───── Source data

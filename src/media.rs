use crate::error::{ScrapeError, ScrapeResult};
use regex::Regex;
use std::fmt;
use std::sync::OnceLock;

/// Kind of target content, as it appears in the URL path.
#[derive(Clone, Copy, Debug, PartialEq, Eq)]
pub enum MediaKind {
    Reel, // /reel/<shortcode>
    Post, // /p/<shortcode>
}

impl MediaKind {
    pub fn path_segment(self) -> &'static str {
        match self {
            MediaKind::Reel => "reel",
            MediaKind::Post => "p",
        }
    }
}

/// Target content parsed from a reel or post URL.
#[derive(Clone, Debug, PartialEq, Eq)]
pub struct MediaRef {
    pub kind: MediaKind,
    pub shortcode: String,
}

fn media_re() -> &'static Regex {
    static RE: OnceLock<Regex> = OnceLock::new();
    RE.get_or_init(|| Regex::new(r"instagram\.com/(reel|p)/([^/?#]+)").expect("static regex"))
}

impl MediaRef {
    pub fn parse(url: &str) -> ScrapeResult<Self> {
        let caps = media_re()
            .captures(url.trim())
            .ok_or_else(|| ScrapeError::InvalidUrl(url.trim().to_string()))?;
        let kind = if &caps[1] == "reel" { MediaKind::Reel } else { MediaKind::Post };
        Ok(Self { kind, shortcode: caps[2].to_string() })
    }

    /// Canonical page URL, sent as the `Referer` header.
    pub fn referer_url(&self) -> String {
        format!("https://www.instagram.com/{}/{}/", self.kind.path_segment(), self.shortcode)
    }
}

impl fmt::Display for MediaRef {
    fn fmt(&self, f: &mut fmt::Formatter<'_>) -> fmt::Result {
        write!(f, "{}/{}", self.kind.path_segment(), self.shortcode)
    }
}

──────────

Nothing but a number is wanted: report how many lines in the entries above contain the string "OnceLock".

2